- Portrait by Walter Stoneman, 1919
- Born: Vere Bonamy Fane 16 June 1863
- Died: 23 May 1924 (aged 60)
- Buried: Fulbeck, Lincolnshire, England
- Allegiance: United Kingdom
- Branch: British Army British Indian Army
- Service years: 1884–1888 1888–1924
- Rank: Major-General
- Commands: 21st Punjabis Jhelum Brigade Bannu Brigade
- Awards: Knight Commander of the Order of the Bath Knight Commander of the Order of the Indian Empire Mentioned in Despatches (3) Croix de Guerre Order of the Nile (2nd class)

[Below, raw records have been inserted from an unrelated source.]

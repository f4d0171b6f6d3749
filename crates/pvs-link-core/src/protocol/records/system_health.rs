//! System health checks.

use serde::{Deserialize, Serialize};

use crate::protocol::schema::impl_record;
use crate::protocol::vocabulary::{HealthCategory, HealthCheckStatus};

#[derive(Debug, Clone, PartialEq, Eq, Default, Serialize, Deserialize)]
pub struct CheckListItem {
    /// Mandatory checks always run.
    #[serde(default, skip_serializing_if = "Option::is_none")]
    pub mandatory: Option<bool>,
    #[serde(default, skip_serializing_if = "Option::is_none")]
    pub check_name: Option<String>,
}

/// Checks available in one category.
#[derive(Debug, Clone, PartialEq, Eq, Default, Serialize, Deserialize)]
pub struct SystemHealthCheckListItem {
    #[serde(default, skip_serializing_if = "Option::is_none")]
    pub category: Option<HealthCategory>,
    #[serde(default, skip_serializing_if = "Option::is_none")]
    pub check_list: Option<Vec<CheckListItem>>,
}

#[derive(Debug, Clone, PartialEq, Default, Serialize, Deserialize)]
pub struct SystemHealthCheckListStatus {
    #[serde(default, skip_serializing_if = "Option::is_none")]
    pub check_name: Option<String>,
    #[serde(default, skip_serializing_if = "Option::is_none")]
    pub progress: Option<f64>,
    #[serde(default, skip_serializing_if = "Option::is_none")]
    pub status: Option<HealthCheckStatus>,
    #[serde(default, skip_serializing_if = "Option::is_none")]
    pub errors: Option<Vec<String>>,
}

/// Body that starts a run of the named checks.
#[derive(Debug, Clone, PartialEq, Eq, Serialize, Deserialize)]
pub struct HealthCheckRequest {
    pub checks: Vec<String>,
    pub category: HealthCategory,
}

impl_record!(
    CheckListItem,
    SystemHealthCheckListItem,
    SystemHealthCheckListStatus,
    HealthCheckRequest,
);
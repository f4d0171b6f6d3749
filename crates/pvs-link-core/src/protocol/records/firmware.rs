//! Firmware state and update requests.

use serde::{Deserialize, Serialize};

use super::devices::SupervisorInfo;
use crate::protocol::schema::impl_record;

/// Firmware update progress together with the running supervisor build.
#[derive(Debug, Clone, PartialEq, Default, Serialize, Deserialize)]
pub struct DataFwResponse {
    #[serde(default, skip_serializing_if = "Option::is_none")]
    pub supervisor: Option<SupervisorInfo>,
    #[serde(rename = "ATTEMPTS", default, skip_serializing_if = "Option::is_none")]
    pub attempts: Option<String>,
    #[serde(default, skip_serializing_if = "Option::is_none")]
    pub uptime: Option<String>,
    #[serde(rename = "STATE", default, skip_serializing_if = "Option::is_none")]
    pub state: Option<String>,
    #[serde(rename = "PERCENT", default, skip_serializing_if = "Option::is_none")]
    pub percent: Option<String>,
}

/// Ask the gateway to download and install a firmware image.
#[derive(Debug, Clone, PartialEq, Eq, Serialize, Deserialize)]
pub struct FirmwareUpdateRequest {
    #[serde(rename = "URL")]
    pub url: String,
    #[serde(rename = "VERSION")]
    pub version: String,
}

impl_record!(DataFwResponse, FirmwareUpdateRequest);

= Vere Fane (Indian Army officer) =

Major-General Sir Vere Bonamy Fane, (16 June 1863 – 23 May 1924) was an officer in the British Army and British Indian Army. He served in the Boxer Rebellion and First World War.

==Career==
Vere Fane was commissioned as a lieutenant in the Manchester Regiment on 12 November 1884 and in March 1888 transferred to the Bengal Staff Corps of the British Indian Army. Promoted to captain on 12 November 1895, he was on 1 April 1900 appointed deputy assistant adjutant-general in Derajat, attached to the Punjab Command. Only months later, he was in August 1900 appointed to serve on the staff of the Indian Cavalry Brigade that formed part of the China Field Force during the Boxer Rebellion, and from October that year acted as Provost marshal and police commissioner in Tianjin. For his services during the campaign, he was Mentioned in Despatches by Lieutenant-General Sir Alfred Gaselee, and by Major-General O'Moore Creagh. Fane had returned home by October 1902.

He was promoted to major on 12 November 1902, and received a brevet promotion to lieutenant colonel on 26 June 1903, for his service in China. He was further brevetted to Colonel in 1909 when he was appointed Commandant (Commanding Officer) of the 21st Punjabis. Substantive promotions to Lieutenant Colonel and Colonel followed and on the outbreak of the First World War he was appointed as temporary Brigadier General commanding the Jhelum Brigade. Fane was appointed Companion of the Order of the Bath in January 1914 in the 1914 New Year Honours.

In 1915 Fane was commanding officer of the Bannu Brigade on the North West Frontier and in recognition for his actions during the attack on Miranshah in March he was made a Companion of the Order of the Indian Empire. Fane was promoted to Major General on 3 September 1916, and served in the campaigns in Palestine and Mesopotamia. His service in these campaigns earned him promotion to Knight Commander of the Order of the Indian Empire, and two awards from foreign governments; the Croix de Guerre and the Order of the Nile (2nd class). He was also Mentioned in Despatches twice more, on 15 August 1917, and on 27 August 1918.

On 5 July 1918 Fane became Colonel of the 21st Punjabis (a ceremonial appointment), and in 1920 also Colonel of the Manchester Regiment. He continued to serve with the Indian Army, being a district commander in Burma. Two further honours followed, promotion to Knight Commander of the Order of the Bath in January 1921 and appointment as Knight of Grace of Order of the Hospital of St John of Jerusalem. At his own request he relinquished his appointment with the army in Burma in April 1924 but died shortly after and was buried in Fulbeck, Lincolnshire.